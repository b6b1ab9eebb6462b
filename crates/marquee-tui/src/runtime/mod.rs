//! TUI runtime - owns terminal, runs event loop, executes effects.
//!
//! This is the "Elm runtime" boundary: all side effects happen here.
//! The reducer stays pure and produces effects; this module executes them.
//!
//! ## Inbox Pattern
//!
//! Handlers send `UiEvent`s to `inbox_tx`; the runtime drains `inbox_rx`
//! each frame. Toast snapshots arrive the same way, forwarded from the
//! notification center's watch channel.

mod handlers;
mod inbox;

use std::future::Future;
use std::sync::Arc;
use std::time::{Duration, Instant};

use anyhow::{Context, Result};
use crossterm::event;
use inbox::{UiEventReceiver, UiEventSender};
use marquee_core::recall::CredentialRecall;
use marquee_core::services::{AuthClient, Services};
use marquee_core::store::FileStore;
use marquee_core::toast::{Toast, ToastCenter};
use tokio::sync::mpsc;
use tokio_util::sync::CancellationToken;
use tracing::debug;

use crate::common::{TaskCompleted, TaskId, TaskKind, TaskStarted};
use crate::effects::UiEffect;
use crate::events::UiEvent;
use crate::state::{AppState, TuiState};
use crate::terminal::TerminalGuard;
use crate::{render, terminal, update};

/// Remembered-login front end used by the TUI.
pub type Recall = CredentialRecall<AuthClient, FileStore>;

/// Target frame rate while something is moving (60fps = ~16ms per frame).
pub const FRAME_DURATION: Duration = Duration::from_millis(16);

/// Poll duration when idle.
/// Longer timeout reduces CPU usage when nothing is happening.
pub const IDLE_POLL_DURATION: Duration = Duration::from_millis(100);

/// Full-screen TUI runtime.
///
/// Owns the terminal and state. Runs the event loop and executes effects.
pub struct TuiRuntime {
    terminal: TerminalGuard,
    /// Application state (split: tui + overlay).
    pub state: AppState,
    services: Arc<Services>,
    recall: Arc<Recall>,
    toasts: ToastCenter,
    inbox_tx: UiEventSender,
    inbox_rx: UiEventReceiver,
    /// Stops the toast forwarder on exit.
    shutdown: CancellationToken,
    last_tick: Instant,
    /// Last terminal event (fast tick during interaction).
    last_terminal_event: Instant,
}

impl TuiRuntime {
    /// Creates the runtime and takes over the terminal.
    ///
    /// # Errors
    /// Returns an error if the terminal cannot be set up.
    pub fn new(
        services: Services,
        store: FileStore,
        toasts: ToastCenter,
        min_password_len: usize,
    ) -> Result<Self> {
        // Panic hook goes in before the alternate screen.
        terminal::install_panic_hook();
        let terminal = terminal::setup_terminal().context("Failed to setup terminal")?;

        let recall = Arc::new(CredentialRecall::new(services.auth.clone(), store));
        let (inbox_tx, inbox_rx) = mpsc::unbounded_channel();

        let now = Instant::now();
        Ok(Self {
            terminal,
            state: AppState::new(min_password_len),
            services: Arc::new(services),
            recall,
            toasts,
            inbox_tx,
            inbox_rx,
            shutdown: CancellationToken::new(),
            last_tick: now,
            last_terminal_event: now,
        })
    }

    /// Runs the main event loop until the user quits.
    ///
    /// # Errors
    /// Returns an error if drawing or reading terminal input fails.
    pub fn run(&mut self) -> Result<()> {
        self.spawn_toast_forwarder();
        let effects = update::init(&mut self.state);
        self.execute_effects(effects);

        let result = self.event_loop();

        self.shutdown.cancel();
        self.toasts.shutdown();
        result
    }

    fn event_loop(&mut self) -> Result<()> {
        let mut dirty = true;

        while !self.state.tui.should_quit {
            let mut events = self.collect_events()?;

            // Frame goes first so layout-dependent handlers see the current size.
            let size = self.terminal.terminal.size()?;
            events.insert(
                0,
                UiEvent::Frame {
                    width: size.width,
                    height: size.height,
                },
            );

            for event in events {
                if matches!(&event, UiEvent::Terminal(_)) {
                    self.last_terminal_event = Instant::now();
                }
                // Only Tick triggers render; other events batch into the next one.
                let marks_dirty = matches!(&event, UiEvent::Tick);

                let effects = update::update(&mut self.state, event);
                if marks_dirty {
                    dirty = true;
                }
                self.execute_effects(effects);
            }

            if dirty {
                let state = &self.state;
                self.terminal.terminal.draw(|frame| {
                    render::render(state, frame);
                })?;
                dirty = false;
            }
        }

        Ok(())
    }

    // ========================================================================
    // Event Collection
    // ========================================================================

    fn collect_events(&mut self) -> Result<Vec<UiEvent>> {
        let mut events = Vec::new();

        let fast = needs_fast_poll(&self.state.tui, self.last_terminal_event.elapsed());
        let tick_interval = if fast {
            FRAME_DURATION
        } else {
            IDLE_POLL_DURATION
        };

        while let Ok(ev) = self.inbox_rx.try_recv() {
            events.push(ev);
        }

        // Don't delay pending results; otherwise block until the next tick.
        let poll_duration = if events.is_empty() {
            tick_interval.saturating_sub(self.last_tick.elapsed())
        } else {
            Duration::ZERO
        };

        if event::poll(poll_duration)? {
            events.push(UiEvent::Terminal(event::read()?));
            while event::poll(Duration::ZERO)? {
                events.push(UiEvent::Terminal(event::read()?));
            }
        }

        if self.last_tick.elapsed() >= tick_interval {
            events.push(UiEvent::Tick);
            self.last_tick = Instant::now();
        }

        Ok(events)
    }

    /// Forwards every notification-center change to the inbox.
    fn spawn_toast_forwarder(&self) {
        let mut changes = self.toasts.subscribe();
        let tx = self.inbox_tx.clone();
        let shutdown = self.shutdown.clone();
        tokio::spawn(async move {
            loop {
                tokio::select! {
                    () = shutdown.cancelled() => break,
                    changed = changes.changed() => {
                        if changed.is_err() {
                            break;
                        }
                        let snapshot = changes.borrow_and_update().clone();
                        if tx.send(UiEvent::ToastsChanged(snapshot)).is_err() {
                            break;
                        }
                    }
                }
            }
        });
    }

    // ========================================================================
    // Effect Dispatch
    // ========================================================================

    fn execute_effects(&mut self, effects: Vec<UiEffect>) {
        for effect in effects {
            self.execute_effect(effect);
        }
    }

    /// Spawns an async task with a uniform TaskStarted/TaskCompleted lifecycle.
    ///
    /// Cancelable tasks that get cancelled never report completion.
    fn spawn_task<F, Fut>(&self, kind: TaskKind, id: TaskId, f: F)
    where
        F: FnOnce() -> Fut + Send + 'static,
        Fut: Future<Output = UiEvent> + Send + 'static,
    {
        let tx = self.inbox_tx.clone();
        let cancel = kind.is_latest_only().then(CancellationToken::new);
        let started = TaskStarted {
            id,
            cancel: cancel.clone(),
        };
        let _ = tx.send(UiEvent::TaskStarted { kind, started });
        tokio::spawn(async move {
            let inner = match cancel {
                Some(cancel) => tokio::select! {
                    () = cancel.cancelled() => {
                        debug!(?kind, ?id, "task cancelled");
                        return;
                    }
                    inner = f() => inner,
                },
                None => f().await,
            };
            let completed = TaskCompleted {
                id,
                result: Box::new(inner),
            };
            let _ = tx.send(UiEvent::TaskCompleted { kind, completed });
        });
    }

    fn execute_effect(&mut self, effect: UiEffect) {
        match effect {
            UiEffect::Quit => {
                self.state.tui.should_quit = true;
            }
            UiEffect::ShowToast { message, options } => {
                self.toasts.show(message, options);
            }
            UiEffect::DismissToast { id } => self.toasts.dismiss(id),

            // Auth effects
            UiEffect::Recall { task } => {
                let Some(task) = task else {
                    return;
                };
                let recall = Arc::clone(&self.recall);
                self.spawn_task(TaskKind::Recall, task, move || handlers::recall(recall));
            }
            UiEffect::SignIn {
                task,
                email,
                password,
                remember,
            } => {
                let Some(task) = task else {
                    return;
                };
                let recall = Arc::clone(&self.recall);
                self.spawn_task(TaskKind::SignIn, task, move || {
                    handlers::sign_in(recall, email, password, remember)
                });
            }
            UiEffect::SignUp {
                task,
                email,
                password,
            } => {
                let Some(task) = task else {
                    return;
                };
                let services = Arc::clone(&self.services);
                self.spawn_task(TaskKind::SignUp, task, move || {
                    handlers::sign_up(services, email, password)
                });
            }
            UiEffect::SignOut { task, session } => {
                let Some(task) = task else {
                    return;
                };
                let recall = Arc::clone(&self.recall);
                self.spawn_task(TaskKind::SignOut, task, move || {
                    handlers::sign_out(recall, session)
                });
            }

            // Watchlist effects
            UiEffect::LoadWatchlist { task, session } => {
                let Some(task) = task else {
                    return;
                };
                let services = Arc::clone(&self.services);
                self.spawn_task(TaskKind::Watchlist, task, move || {
                    handlers::load_watchlist(services, session)
                });
            }
            UiEffect::AddToWatchlist {
                task,
                session,
                movie,
            } => {
                let Some(task) = task else {
                    return;
                };
                let services = Arc::clone(&self.services);
                self.spawn_task(TaskKind::WatchlistEdit, task, move || {
                    handlers::add_to_watchlist(services, session, movie)
                });
            }
            UiEffect::RemoveFromWatchlist {
                task,
                session,
                movie_id,
                title,
            } => {
                let Some(task) = task else {
                    return;
                };
                let services = Arc::clone(&self.services);
                self.spawn_task(TaskKind::WatchlistEdit, task, move || {
                    handlers::remove_from_watchlist(services, session, movie_id, title)
                });
            }

            // Catalog effects
            UiEffect::LoadCatalog { task, query } => {
                let Some(task) = task else {
                    return;
                };
                let services = Arc::clone(&self.services);
                self.spawn_task(TaskKind::Catalog, task, move || {
                    handlers::load_catalog(services, query)
                });
            }
            UiEffect::LoadDetails {
                task,
                movie_id,
                session,
            } => {
                let Some(task) = task else {
                    return;
                };
                let services = Arc::clone(&self.services);
                self.spawn_task(TaskKind::Details, task, move || {
                    handlers::load_details(services, movie_id, session)
                });
            }
            UiEffect::SaveRating {
                task,
                session,
                movie_id,
                title,
                score,
                review,
            } => {
                let Some(task) = task else {
                    return;
                };
                let services = Arc::clone(&self.services);
                self.spawn_task(TaskKind::Rate, task, move || {
                    handlers::save_rating(services, session, movie_id, title, score, review)
                });
            }
        }
    }
}

/// Fast ticks while tasks run (spinner), a toast is fading out, or the user
/// is typing. Toasts that are merely visible, sticky ones included, change
/// nothing on screen until their next snapshot arrives.
fn needs_fast_poll(state: &TuiState, since_input: Duration) -> bool {
    state.tasks.is_any_running()
        || state.toasts.iter().any(Toast::is_exiting)
        || since_input < IDLE_POLL_DURATION
}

**The task:** Starting at the top of the data above, repeat every line exactly until the line containing "effects happen here." has been given, then stop.

**Finished exercise:**
repository b6b1ab9eebb6462b
filename crates/marquee-tui/src/runtime/mod.rs
//! TUI runtime - owns terminal, runs event loop, executes effects.
//!
//! This is the "Elm runtime" boundary: all side effects happen here.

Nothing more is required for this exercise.